For those who reach the end of the stalls along the promenade, a simple flight of stairs will take them to the rocky beaches underneath tower road. Kiosks, Djs, and bars lined the entire coast. Each stop had its own vibe, from specific local bands, to Jazz music.

sliema the view

Spray painting

I genuinely tried to ask for the names of those whom I took a picture of, but I could not bring myself to disturb this person as he worked on this painting. Yes, he created these paintings right there.
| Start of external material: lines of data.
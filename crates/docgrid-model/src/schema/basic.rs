use super::{NodeSpec, SchemaSpec, TableRole};
use crate::attrs::AttrValue;

impl SchemaSpec {
    /// Paragraphs, headings, blockquotes, rules, hard breaks and tables.
    ///
    /// `paragraph` comes first in group `block`, so filling any block slot
    /// produces an empty paragraph.
    pub fn basic() -> Self {
        let cell = |name: &str, role: TableRole| {
            NodeSpec::new(name)
                .content("block+")
                .table_role(role)
                .attr("colspan", Some(AttrValue::Int(1)))
                .attr("rowspan", Some(AttrValue::Int(1)))
                .attr("colwidth", None)
        };

        Self {
            top_node: "doc".to_string(),
            marks: vec!["strong".to_string(), "em".to_string()],
            nodes: vec![
                NodeSpec::new("doc").content("block+"),
                NodeSpec::new("paragraph").content("inline*").group("block"),
                NodeSpec::new("blockquote").content("block+").group("block"),
                NodeSpec::new("heading")
                    .content("inline*")
                    .group("block")
                    .attr("level", Some(AttrValue::Int(1))),
                NodeSpec::new("horizontal_rule").group("block"),
                NodeSpec::new("table")
                    .content("table_row+")
                    .group("block")
                    .table_role(TableRole::Table),
                NodeSpec::new("table_row")
                    .content("(table_cell | table_header)*")
                    .table_role(TableRole::Row),
                cell("table_cell", TableRole::Cell),
                cell("table_header", TableRole::HeaderCell),
                NodeSpec::new("text").group("inline").inline(),
                NodeSpec::new("hard_break").group("inline").inline(),
            ],
        }
    }
}
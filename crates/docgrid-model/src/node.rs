use std::fmt;
use std::sync::Arc;

use crate::attrs::{AttrValue, Attrs};
use crate::error::{ModelError, Result};
use crate::fragment::Fragment;
use crate::mark::Mark;
use crate::resolved::ResolvedPos;
use crate::schema::NodeType;

struct NodeData {
    node_type: NodeType,
    attrs: Attrs,
    content: Fragment,
    text: Option<String>,
    marks: Vec<Mark>,
    size: usize,
}

/// An immutable document node.
///
/// Cloning is a reference-count bump. Edits build new nodes that share
/// every untouched subtree with the old ones, so [`Node::ptr_eq`] tells
/// whether a subtree survived an edit unchanged.
///
/// ## Position model
///
/// ```text
/// doc
///  0 <table> 1 <row> 2 <cell> 3 <paragraph> 4 "1" 5 </paragraph> 6 </cell> 7 ...
/// ```
///
/// A text node occupies one position per character, a leaf node one
/// position, and any other node its content size plus two (its opening and
/// closing boundaries).
#[derive(Clone)]
pub struct Node {
    inner: Arc<NodeData>,
}

impl Node {
    pub(crate) fn new_element(
        node_type: NodeType,
        attrs: Attrs,
        content: Fragment,
        marks: Vec<Mark>,
    ) -> Self {
        let size = if node_type.is_leaf() {
            1
        } else {
            content.size() + 2
        };
        Self {
            inner: Arc::new(NodeData {
                node_type,
                attrs,
                content,
                text: None,
                marks,
                size,
            }),
        }
    }

    pub(crate) fn new_text(node_type: NodeType, text: String, marks: Vec<Mark>) -> Self {
        let size = text.chars().count();
        Self {
            inner: Arc::new(NodeData {
                node_type,
                attrs: Attrs::new(),
                content: Fragment::empty(),
                text: Some(text),
                marks,
                size,
            }),
        }
    }

    /// Identity comparison: true when both handles point at the same node.
    pub fn ptr_eq(a: &Node, b: &Node) -> bool {
        Arc::ptr_eq(&a.inner, &b.inner)
    }

    pub fn node_type(&self) -> &NodeType {
        &self.inner.node_type
    }

    pub fn type_name(&self) -> &str {
        self.inner.node_type.name()
    }

    pub fn attrs(&self) -> &Attrs {
        &self.inner.attrs
    }

    pub fn attr(&self, name: &str) -> Option<&AttrValue> {
        self.inner.attrs.get(name)
    }

    pub fn content(&self) -> &Fragment {
        &self.inner.content
    }

    pub fn marks(&self) -> &[Mark] {
        &self.inner.marks
    }

    pub fn text(&self) -> Option<&str> {
        self.inner.text.as_deref()
    }

    pub fn is_text(&self) -> bool {
        self.inner.text.is_some()
    }

    pub fn is_leaf(&self) -> bool {
        self.is_text() || self.inner.node_type.is_leaf()
    }

    pub fn is_inline(&self) -> bool {
        self.inner.node_type.is_inline()
    }

    pub fn is_textblock(&self) -> bool {
        self.inner.node_type.is_textblock()
    }

    pub fn inline_content(&self) -> bool {
        self.inner.node_type.inline_content()
    }

    /// Number of positions this node occupies in its parent.
    pub fn node_size(&self) -> usize {
        self.inner.size
    }

    pub fn child_count(&self) -> usize {
        self.inner.content.child_count()
    }

    pub fn child(&self, index: usize) -> Option<&Node> {
        self.inner.content.child(index)
    }

    pub fn children(&self) -> std::slice::Iter<'_, Node> {
        self.inner.content.iter()
    }

    /// Concatenated text of every text node below this one.
    pub fn text_content(&self) -> String {
        match &self.inner.text {
            Some(text) => text.clone(),
            None => self.inner.content.text_content(),
        }
    }

    /// Same type, attributes and marks with different content.
    pub fn copy(&self, content: Fragment) -> Node {
        Node::new_element(
            self.inner.node_type.clone(),
            self.inner.attrs.clone(),
            content,
            self.inner.marks.clone(),
        )
    }

    /// Same content under a different type, attributes or marks.
    pub(crate) fn with_markup(&self, node_type: NodeType, attrs: Attrs, marks: Vec<Mark>) -> Node {
        Node::new_element(node_type, attrs, self.inner.content.clone(), marks)
    }

    /// The part of this node between two offsets into its content (or, for
    /// text, into its characters).
    pub fn cut(&self, from: usize, to: usize) -> Node {
        match &self.inner.text {
            Some(text) => {
                let sliced: String = text.chars().skip(from).take(to.saturating_sub(from)).collect();
                Node::new_text(self.inner.node_type.clone(), sliced, self.inner.marks.clone())
            }
            None => self.copy(self.inner.content.cut(from, to)),
        }
    }

    /// Merge two text nodes with identical marks.
    pub(crate) fn join_text(&self, other: &Node) -> Option<Node> {
        match (&self.inner.text, &other.inner.text) {
            (Some(left), Some(right)) if self.inner.marks == other.inner.marks => Some(Node::new_text(
                self.inner.node_type.clone(),
                format!("{left}{right}"),
                self.inner.marks.clone(),
            )),
            _ => None,
        }
    }

    /// Resolve a position inside this node's content.
    pub fn resolve(&self, pos: usize) -> Result<ResolvedPos> {
        let size = self.inner.content.size();
        if pos > size {
            return Err(ModelError::PositionOutOfRange { pos, size });
        }
        Ok(ResolvedPos::resolve_in(self, pos))
    }

    /// Node starting exactly at `pos` (or the text node around it).
    pub fn node_at(&self, pos: usize) -> Option<&Node> {
        let mut node = self;
        let mut pos = pos;
        loop {
            let (index, offset) = node.content().find_index(pos);
            let child = node.child(index)?;
            if offset == pos || child.is_text() {
                return Some(child);
            }
            pos -= offset + 1;
            node = child;
        }
    }

    /// Visit every descendant in document order with the position before it.
    /// Returning `false` from `f` skips that node's children.
    pub fn descendants<F>(&self, f: &mut F)
    where
        F: FnMut(&Node, usize) -> bool,
    {
        self.walk(0, f);
    }

    fn walk<F>(&self, start: usize, f: &mut F)
    where
        F: FnMut(&Node, usize) -> bool,
    {
        let mut pos = start;
        for child in self.inner.content.iter() {
            if f(child, pos) && !child.content().is_empty() {
                child.walk(pos + 1, f);
            }
            pos += child.node_size();
        }
    }

    /// Whether children `from..to` may be replaced by one node of `node_type`.
    pub fn can_replace_with(&self, from: usize, to: usize, node_type: &NodeType) -> bool {
        self.inner
            .node_type
            .can_replace_with(&self.inner.content, from, to, node_type)
    }

    /// Verify the content of this node and all its descendants.
    pub fn check(&self) -> Result<()> {
        if !self.is_text() && !self.inner.node_type.valid_content(&self.inner.content) {
            return Err(ModelError::InvalidContent {
                node_type: self.type_name().to_string(),
            });
        }
        self.children().try_for_each(Node::check)
    }
}

impl PartialEq for Node {
    fn eq(&self, other: &Self) -> bool {
        Node::ptr_eq(self, other)
            || (self.inner.node_type.name() == other.inner.node_type.name()
                && self.inner.attrs == other.inner.attrs
                && self.inner.marks == other.inner.marks
                && self.inner.text == other.inner.text
                && self.inner.content == other.inner.content)
    }
}

impl fmt::Display for Node {
    fn fmt(&self, f: &mut fmt::Formatter<'_>) -> fmt::Result {
        let mut rendered = match &self.inner.text {
            Some(text) => format!("{text:?}"),
            None if self.inner.content.is_empty() => self.type_name().to_string(),
            None => format!("{}({})", self.type_name(), self.inner.content),
        };
        for mark in self.inner.marks.iter().rev() {
            rendered = format!("{mark}({rendered})");
        }
        f.write_str(&rendered)
    }
}

impl fmt::Debug for Node {
    fn fmt(&self, f: &mut fmt::Formatter<'_>) -> fmt::Result {
        fmt::Display::fmt(self, f)
    }
}
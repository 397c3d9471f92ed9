//! Ancestor and selected-node lookups shared by the table queries and the
//! structural transforms.

use docgrid_model::{CellSelection, Node, NodeType, ResolvedPos, Selection};

use crate::table::TableMap;

/// A node located in the document.
#[derive(Debug, Clone)]
pub struct FoundNode {
    pub node: Node,
    /// Position directly before the node.
    pub pos: usize,
    /// Position of the start of the node's content.
    pub start: usize,
    pub depth: usize,
}

/// One node type or a set of them.
#[derive(Debug, Clone)]
pub struct TypeSet(Vec<NodeType>);

impl TypeSet {
    pub fn contains(&self, node_type: &NodeType) -> bool {
        self.0.iter().any(|candidate| candidate == node_type)
    }
}

impl From<NodeType> for TypeSet {
    fn from(node_type: NodeType) -> Self {
        TypeSet(vec![node_type])
    }
}

impl From<&NodeType> for TypeSet {
    fn from(node_type: &NodeType) -> Self {
        TypeSet(vec![node_type.clone()])
    }
}

impl From<Vec<NodeType>> for TypeSet {
    fn from(node_types: Vec<NodeType>) -> Self {
        TypeSet(node_types)
    }
}

impl From<&[NodeType]> for TypeSet {
    fn from(node_types: &[NodeType]) -> Self {
        TypeSet(node_types.to_vec())
    }
}

impl<const N: usize> From<[NodeType; N]> for TypeSet {
    fn from(node_types: [NodeType; N]) -> Self {
        TypeSet(node_types.to_vec())
    }
}

/// Start of the content of the first cell of a cell selection, in
/// row-major order.
fn first_cell_content(cells: &CellSelection) -> Option<ResolvedPos> {
    let anchor = cells.anchor_cell();
    let table_depth = anchor.depth().checked_sub(1)?;
    let start = anchor.start(table_depth);
    let map = TableMap::new(anchor.node(table_depth)).ok()?;
    let rect = map.rect_between(
        anchor.pos().checked_sub(start)?,
        cells.head_cell().pos().checked_sub(start)?,
    )?;
    let first = *map.cells_in_rect(rect).first()?;
    anchor.doc().resolve(start + first + 1).ok()
}

/// Where ancestor lookups and insertions start: the lower end of the
/// selection, or inside the first selected cell for a cell selection.
pub(crate) fn selection_start(selection: &Selection) -> ResolvedPos {
    if let Selection::Cell(cells) = selection
        && let Some(start) = first_cell_content(cells)
    {
        return start;
    }
    selection.resolved_from().clone()
}

/// Innermost ancestor of the selection start that satisfies `predicate`.
/// The document itself is never returned. A cell selection starts inside
/// its first cell, so that cell and its ancestors are found.
pub fn find_parent_node<P>(predicate: P) -> impl Fn(&Selection) -> Option<FoundNode>
where
    P: Fn(&Node) -> bool,
{
    move |selection| {
        let from = selection_start(selection);
        (1..=from.depth()).rev().find_map(|depth| {
            let node = from.node(depth);
            if !predicate(node) {
                return None;
            }
            Some(FoundNode {
                node: node.clone(),
                pos: from.before(depth)?,
                start: from.start(depth),
                depth,
            })
        })
    }
}

pub fn find_parent_node_of_type(types: impl Into<TypeSet>) -> impl Fn(&Selection) -> Option<FoundNode> {
    let types = types.into();
    find_parent_node(move |node| types.contains(node.node_type()))
}

pub fn has_parent_node_of_type(types: impl Into<TypeSet>) -> impl Fn(&Selection) -> bool {
    let find = find_parent_node_of_type(types);
    move |selection| find(selection).is_some()
}

pub fn is_node_selection(selection: &Selection) -> bool {
    selection.is_node_selection()
}

/// The selected node when the selection is a node selection of one of
/// `types`.
pub fn find_selected_node_of_type(types: impl Into<TypeSet>) -> impl Fn(&Selection) -> Option<FoundNode> {
    let types = types.into();
    move |selection| match selection {
        Selection::Node(selected) if types.contains(selected.node().node_type()) => {
            let from = selection.resolved_from();
            Some(FoundNode {
                node: selected.node().clone(),
                pos: from.pos(),
                start: from.pos() + 1,
                depth: from.depth(),
            })
        }
        _ => None,
    }
}

#[cfg(test)]
mod tests {
    use super::*;
    use docgrid_model::builder::{blockquote, create_editor, doc, p, row, schema, table, td, td_cursor};
    use pretty_assertions::assert_eq;

    #[test]
    fn finds_the_innermost_matching_ancestor() {
        let tr = create_editor(doc([blockquote([blockquote([p("<cursor>")])])])).unwrap();
        let quote = schema().node_type("blockquote").unwrap();
        let found = find_parent_node_of_type(quote)(tr.selection()).unwrap();
        assert_eq!((found.pos, found.start, found.depth), (1, 2, 2));
    }

    #[test]
    fn type_sets_match_any_member() {
        let tr = create_editor(doc([table([row([td_cursor()])])])).unwrap();
        let types = [
            schema().node_type("heading").unwrap(),
            schema().node_type("table_cell").unwrap(),
        ];
        let found = find_parent_node_of_type(types)(tr.selection()).unwrap();
        assert_eq!(found.node.type_name(), "table_cell");
        assert_eq!(found.pos, 2);
        assert!(!has_parent_node_of_type(schema().node_type("blockquote").unwrap())(tr.selection()));
    }

    #[test]
    fn the_document_is_never_a_parent() {
        let tr = create_editor(doc([p("<cursor>")])).unwrap();
        assert!(find_parent_node(|_| true)(tr.selection()).unwrap().depth == 1);
        assert!(find_parent_node(|node| node.type_name() == "doc")(tr.selection()).is_none());
    }

    #[test]
    fn selected_node_of_type() {
        let tr = create_editor(doc([table([row([td([p("a")])])])])).unwrap();
        let tr = tr.set_selection(Selection::node(tr.doc(), 0).unwrap()).unwrap();
        let found = find_selected_node_of_type(schema().node_type("table").unwrap())(tr.selection()).unwrap();
        assert_eq!(found.pos, 0);
        assert!(is_node_selection(tr.selection()));
        assert!(find_selected_node_of_type(schema().node_type("paragraph").unwrap())(tr.selection()).is_none());
    }
}
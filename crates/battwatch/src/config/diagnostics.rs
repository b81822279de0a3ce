use std::ops::Range;
use std::path::PathBuf;

/// Source information for where a diagnostic came from
#[derive(Debug, Clone)]
pub struct SourceInfo {
    pub file_path: PathBuf,
    pub content: String,
}

/// A diagnostic message that can be either a warning or an error
#[derive(Debug, Clone)]
pub enum Diagnostic {
    Warning(Warning),
    Error(Error),
}

/// Warning messages that don't prevent config loading
#[derive(Debug, Clone)]
pub enum Warning {
    EmptyConfig {
        file_path: PathBuf,
    },
    /// The low threshold does not sit above the critical threshold, so the
    /// Low bucket can never be populated.
    ThresholdOrdering {
        low: u8,
        critical: u8,
    },
    NoPersons,
}

/// Error messages that indicate problems with the config
#[derive(Debug, Clone)]
pub enum Error {
    Merge(MergeError),
    Validation(ValidationError),
}

/// Error type for merge conflicts
#[derive(Debug, Clone)]
pub struct MergeError {
    pub field_path: String,
    pub message: String,
    pub conflicts: Vec<MergeConflictLocation>,
}

#[derive(Debug, Clone)]
pub struct MergeConflictLocation {
    pub file_path: PathBuf,
    pub span: Range<usize>,
    pub content: String,
}

/// Error type for validation failures
#[derive(Debug, Clone)]
pub struct ValidationError {
    pub field_path: String,
    pub message: String,
    pub span: Option<Range<usize>>,
    pub source: Option<SourceInfo>,
}

/// Error type for config loading failures (parse errors, IO errors, etc.)
#[derive(Debug)]
pub enum LoadError {
    Io { path: PathBuf, error: std::io::Error },
    Parse { path: PathBuf, error: toml::de::Error },
    ImportCycle { path: PathBuf, cycle: Vec<PathBuf> },
}

impl std::fmt::Display for LoadError {
    fn fmt(&self, f: &mut std::fmt::Formatter<'_>) -> std::fmt::Result {
        match self {
            LoadError::Io { path, error } => {
                write!(f, "Failed to read '{}': {}", path.display(), error)
            }
            LoadError::Parse { path, error } => {
                write!(f, "Failed to parse '{}': {}", path.display(), error)
            }
            LoadError::ImportCycle { path, cycle } => {
                write!(
                    f,
                    "Import cycle detected at '{}': involves {} file(s)",
                    path.display(),
                    cycle.len()
                )
            }
        }
    }
}

impl std::error::Error for LoadError {}

impl Diagnostic {
    /// Returns true if this diagnostic is an error
    pub fn is_error(&self) -> bool {
        matches!(self, Diagnostic::Error(_))
    }

    /// Returns true if this diagnostic is a warning
    pub fn is_warning(&self) -> bool {
        matches!(self, Diagnostic::Warning(_))
    }
}

/// Format all diagnostics for display using Ariadne
pub fn format_diagnostics(diagnostics: &[Diagnostic]) -> String {
    use ariadne::{Color, Label, Report, ReportKind, Source};

    let mut output = Vec::new();

    for diagnostic in diagnostics {
        match diagnostic {
            Diagnostic::Warning(warning) => match warning {
                Warning::EmptyConfig { file_path } => {
                    let warning_msg = format!(
                        "Warning: Config file '{}' is empty and has no effect\n",
                        file_path.display()
                    );
                    output.extend_from_slice(warning_msg.as_bytes());
                }
                Warning::ThresholdOrdering { low, critical } => {
                    let warning_msg = format!(
                        "Warning: low_battery_threshold ({}) should be higher than \
                        critical_battery_threshold ({})\n",
                        low, critical
                    );
                    output.extend_from_slice(warning_msg.as_bytes());
                }
                Warning::NoPersons => {
                    output.extend_from_slice(
                        b"Warning: no persons configured, notifications will not be sent\n",
                    );
                }
            },
            Diagnostic::Error(error) => match error {
                Error::Merge(merge_error) => {
                    // Build a report with the first conflict's span
                    let first_conflict = &merge_error.conflicts[0];
                    let mut report = Report::build(
                        ReportKind::Error,
                        (
                            first_conflict.file_path.to_string_lossy().to_string(),
                            first_conflict.span.clone(),
                        ),
                    )
                    .with_message(format!(
                        "Merge conflict in field '{}'",
                        merge_error.field_path
                    ))
                    .with_note(&merge_error.message);

                    // Add labels for each conflict location
                    for (idx, conflict) in merge_error.conflicts.iter().enumerate() {
                        let label_msg = if idx == 0 {
                            "first definition here"
                        } else {
                            "conflicts with this definition"
                        };

                        report = report.with_label(
                            Label::new((
                                conflict.file_path.to_string_lossy().to_string(),
                                conflict.span.clone(),
                            ))
                            .with_message(label_msg)
                            .with_color(if idx == 0 { Color::Red } else { Color::Yellow }),
                        );
                    }

                    let finished_report = report.finish();

                    // Write to each unique source file
                    let mut written_files = std::collections::HashSet::new();
                    for conflict in &merge_error.conflicts {
                        let file_id = conflict.file_path.to_string_lossy().to_string();
                        if written_files.insert(file_id.clone()) {
                            let source = Source::from(&conflict.content);
                            finished_report.write((file_id, source), &mut output).ok();
                        }
                    }
                }
                Error::Validation(validation_error) => {
                    let error_msg = format!(
                        "Validation error in '{}': {}\n",
                        validation_error.field_path, validation_error.message
                    );
                    output.extend_from_slice(error_msg.as_bytes());
                }
            },
        }
    }

    String::from_utf8_lossy(&output).to_string()
}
His technique and prowess attracted a large crowd of people, all curious to see what the finished product would look like. I had to forcefully drag myself to the next stand to see the other artists dotting the promenade.

artists painting

Gergana Miteva – Gi.Ga.

We couldn’t agree whether to use her actual name or street name, so I chose to do both. My picture doesn’t do this painting justice. Like other artists, Gergana Miteva happily conversed with onlookers who asked about spray painting, her technique, and the painting itself.


The Handloom

Seeing a traditional craft, especially one as old as weaving, was a pleasant surprise. People stood around him, elbow-to-elbow, fascinated by the complex movements as he weaved bags, throes, and rugs. This machine was invented in the early 19th century.


The handcrafted artefacts

Adorable quotations, beautiful illustrations, and stunning carvings attracted hordes of people who wanted to opt for something unique and personal.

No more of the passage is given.